Problem requirements: Exactly the lines from the line containing "pub mod error;" through the last line of the entries below should appear in the answer, reproduced verbatim.

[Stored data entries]
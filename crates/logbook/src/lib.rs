//! `logbook` - Export a pilot flight log to an EASA logbook
//!
//! This library reads flight rows from a spreadsheet, paginates them into a
//! PDF logbook with per-page and running totals, and renders a map of the
//! airports and routes flown.

#![warn(missing_docs)]
#![warn(missing_debug_implementations)]
#![deny(unsafe_code)]

pub mod airports;
pub mod cli;
pub mod config;
pub mod error;
pub mod export;
pub mod font;
pub mod layout;
pub mod logging;
pub mod map;
pub mod paginate;
pub mod record;
pub mod render;
pub mod source;
pub mod time;
pub mod totals;

pub use config::Config;
pub use error::{Error, Result};
pub use logging::init_logging;
pub use paginate::{paginate, PageSink, PaginationSummary};
pub use record::FlightRecord;
pub use time::Duration;
pub use totals::TotalsRecord;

Solution to the problem:
pub mod error;
pub mod export;
pub mod font;
pub mod layout;
pub mod logging;
pub mod map;
pub mod paginate;
pub mod record;
pub mod render;
pub mod source;
pub mod time;
pub mod totals;

pub use config::Config;
pub use error::{Error, Result};
pub use logging::init_logging;
pub use paginate::{paginate, PageSink, PaginationSummary};
pub use record::FlightRecord;
pub use time::Duration;
pub use totals::TotalsRecord;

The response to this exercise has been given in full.